Only the lines that contain the string "EnvFilter" belong in the answer; pull them from the records.

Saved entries
○ ○ ○ ○ ○
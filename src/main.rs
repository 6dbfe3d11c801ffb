use anyhow::{bail, Context};
use clap::{Parser, Subcommand};
use std::sync::Arc;
use tokio::time::{interval, Duration};
use tracing_subscriber::EnvFilter;

use traderbot::analysis::{Analyzer, TrendAnalyzer, WebhookAnalyzer};
use traderbot::balance::{BalanceQuery, BalanceQueryConfig};
use traderbot::config::{load_config, AnalyzerKind, AppConfig, DEFAULT_CONFIG_PATH};
use traderbot::db::PostgresStore;
use traderbot::execution::PaperExchange;
use traderbot::ledger::{InMemoryPositionStore, PositionLedger, PositionStore};
use traderbot::market_data::{CandleStore, InMemoryCandleStore, SyntheticFeed};
use traderbot::persistence::RedisCandleStore;
use traderbot::risk::RiskGate;
use traderbot::{BotLifecycle, BotStatus, DecisionEngine, EngineSettings, Symbol};

/// In-memory candle history kept per symbol when no external store is set
const MEMORY_CANDLE_CAPACITY: usize = 5_000;

const STATUS_INTERVAL: Duration = Duration::from_secs(60);

#[derive(Parser)]
#[command(name = "traderbot", version, about = "Martingale trading bot with risk gates")]
struct Cli {
    /// Path to the TOML configuration file
    #[arg(short, long, global = true, default_value = DEFAULT_CONFIG_PATH)]
    config: String,

    /// Emit logs as JSON
    #[arg(long, global = true)]
    json: bool,

    #[command(subcommand)]
    command: Option<Command>,
}

#[derive(Subcommand)]
enum Command {
    /// Start trading until Ctrl-C
    Run,
    /// List every recorded position
    Positions,
    /// Load and validate the configuration, then print it
    CheckConfig,
}

#[tokio::main]
async fn main() -> anyhow::Result<()> {
    let cli = Cli::parse();
    setup_logging(cli.json);

    let config = load_config(Some(&cli.config)).context("Failed to load configuration")?;

    match cli.command.unwrap_or(Command::Run) {
        Command::Run => run(config).await,
        Command::Positions => list_positions(config).await,
        Command::CheckConfig => {
            println!("{}", serde_json::to_string_pretty(&config)?);
            Ok(())
        }
    }
}

fn setup_logging(json: bool) {
    let filter = EnvFilter::try_from_default_env().unwrap_or_else(|_| EnvFilter::new("traderbot=info"));

    if json {
        tracing_subscriber::fmt()
            .json()
            .with_env_filter(filter)
            .init();
    } else {
        tracing_subscriber::fmt().with_env_filter(filter).init();
    }
}

async fn connect_postgres(config: &AppConfig) -> Option<PostgresStore> {
    let url = config.storage.database_url.as_deref()?;

    match PostgresStore::connect(url).await {
        Ok(store) => Some(store),
        Err(e) => {
            tracing::warn!("Failed to connect to Postgres: {} - falling back to memory", e);
            None
        }
    }
}

/// Candle store for the run, plus the Redis handle when Redis is in use
async fn build_candle_store(
    config: &AppConfig,
    postgres: Option<&PostgresStore>,
) -> (Arc<dyn CandleStore>, Option<RedisCandleStore>) {
    if let Some(url) = config.storage.redis_url.as_deref() {
        match RedisCandleStore::connect(url).await {
            Ok(store) => return (Arc::new(store.clone()), Some(store)),
            Err(e) => tracing::warn!("Failed to connect to Redis: {} - trying next store", e),
        }
    }

    if let Some(store) = postgres {
        return (Arc::new(store.clone()), None);
    }

    tracing::info!("Using in-memory candle store");
    (
        Arc::new(InMemoryCandleStore::with_capacity(MEMORY_CANDLE_CAPACITY)),
        None,
    )
}

fn build_analyzer(config: &AppConfig) -> anyhow::Result<Arc<dyn Analyzer>> {
    match config.analyzer.kind {
        AnalyzerKind::Trend => Ok(Arc::new(TrendAnalyzer::default())),
        AnalyzerKind::Webhook => {
            let Some(url) = config.analyzer.webhook_url.clone() else {
                bail!("analyzer.webhook_url is required for the webhook analyzer");
            };
            let analyzer = WebhookAnalyzer::new(
                url,
                config.bot.timeframe,
                config.analyzer.requests_per_minute,
                Duration::from_secs(config.analyzer.request_timeout_secs),
            )?;
            Ok(Arc::new(analyzer))
        }
    }
}

async fn run(config: AppConfig) -> anyhow::Result<()> {
    tracing::info!(
        symbol = %config.bot.symbol,
        timeframe = %config.bot.timeframe,
        trading_enabled = config.trading.enabled,
        "Trader bot starting (paper exchange)"
    );

    let postgres = connect_postgres(&config).await;
    let (candles, redis) = build_candle_store(&config, postgres.as_ref()).await;
    let positions: Arc<dyn PositionStore> = match postgres {
        Some(store) => Arc::new(store),
        None => Arc::new(InMemoryPositionStore::new()),
    };

    let quote = Symbol::parse(&config.bot.symbol)?.quote;
    let exchange = Arc::new(PaperExchange::new(candles.clone()));
    exchange.deposit(&quote, config.paper.initial_balance).await;

    let analyzer = build_analyzer(&config)?;
    tracing::info!(analyzer = analyzer.name(), "Signal analyzer ready");

    let engine = Arc::new(DecisionEngine::new(
        EngineSettings::from_config(&config),
        RiskGate::new(&config.risk),
        PositionLedger::new(positions),
        BalanceQuery::new(exchange.clone(), BalanceQueryConfig::from(&config.trading)),
        exchange,
        analyzer,
        candles.clone(),
    ));

    let feed = Arc::new(
        SyntheticFeed::new(
            config.paper.seed,
            config.paper.scenario,
            Duration::from_millis(config.paper.tick_millis),
        )
        .with_base_price(config.paper.base_price),
    );

    let lifecycle = BotLifecycle::new(
        config.bot.symbol.clone(),
        config.bot.timeframe,
        config.bot.channel_capacity,
        feed,
        engine.clone(),
        candles,
    );

    let mut status_rx = lifecycle.watch_status();
    lifecycle.start().await.context("Failed to start trading bot")?;

    let mut status_timer = interval(STATUS_INTERVAL);
    status_timer.tick().await;
    let mut failed = false;

    loop {
        tokio::select! {
            _ = tokio::signal::ctrl_c() => {
                tracing::info!("Shutdown signal received");
                break;
            }
            changed = status_rx.changed() => {
                if changed.is_err() || *status_rx.borrow_and_update() == BotStatus::Error {
                    tracing::error!("Trading bot entered error state, shutting down");
                    failed = true;
                    break;
                }
            }
            _ = status_timer.tick() => {
                log_status(&lifecycle, &engine, &config.bot.symbol).await;
                if let Some(redis) = &redis {
                    prune_candles(redis, &config).await;
                }
            }
        }
    }

    lifecycle.stop().await.context("Failed to stop trading bot")?;
    log_status(&lifecycle, &engine, &config.bot.symbol).await;

    if failed {
        bail!("Market data feed stopped delivering candles");
    }

    Ok(())
}

async fn log_status(lifecycle: &BotLifecycle, engine: &DecisionEngine, symbol: &str) {
    let step = engine.martingale_step(symbol).await;

    match engine.ledger().get_open_position(symbol).await {
        Ok(Some(position)) => tracing::info!(
            status = %lifecycle.status(),
            step = ?step,
            entry = %position.entry_price,
            price = %position.current_price,
            pnl = %position.unrealized_pnl(position.current_price),
            "Status: holding"
        ),
        Ok(None) => tracing::info!(status = %lifecycle.status(), step = ?step, "Status: flat"),
        Err(e) => tracing::warn!(status = %lifecycle.status(), error = %e, "Status: ledger unavailable"),
    }
}

async fn prune_candles(redis: &RedisCandleStore, config: &AppConfig) {
    let cutoff = chrono::Utc::now() - config.storage.candle_retention();

    match redis.prune_before(&config.bot.symbol, cutoff).await {
        Ok(0) => {}
        Ok(removed) => tracing::info!(removed, "Pruned candles past retention"),
        Err(e) => tracing::warn!(error = %e, "Failed to prune old candles"),
    }
}

async fn list_positions(config: AppConfig) -> anyhow::Result<()> {
    let Some(url) = config.storage.database_url.as_deref() else {
        bail!("storage.database_url is not set; positions are only kept in memory");
    };

    let store = PostgresStore::connect(url)
        .await
        .context("Failed to connect to Postgres")?;
    let positions = store.list_positions().await?;

    if positions.is_empty() {
        println!("No positions recorded");
        return Ok(());
    }

    println!(
        "{:<36}  {:<10}  {:<4}  {:>14}  {:>12}  {:>4}  {:<6}  {:>12}",
        "ID", "SYMBOL", "SIDE", "QUANTITY", "ENTRY", "STEP", "STATE", "PNL"
    );
    for p in &positions {
        println!(
            "{:<36}  {:<10}  {:<4}  {:>14}  {:>12}  {:>4}  {:<6}  {:>12}",
            p.id,
            p.symbol,
            p.side.as_str(),
            p.quantity,
            p.entry_price,
            p.martingale_step,
            if p.is_open { "open" } else { "closed" },
            p.realized_pnl
                .map(|pnl| pnl.to_string())
                .unwrap_or_else(|| "-".to_string()),
        );
    }

    let total = store.realized_pnl(&config.bot.symbol).await?;
    println!("\nRealised P&L for {}: {}", config.bot.symbol, total);

    Ok(())
}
○ ○ ○ ○ ○
## Reply
use tracing_subscriber::EnvFilter;
    let filter = EnvFilter::try_from_default_env().unwrap_or_else(|_| EnvFilter::new("traderbot=info"));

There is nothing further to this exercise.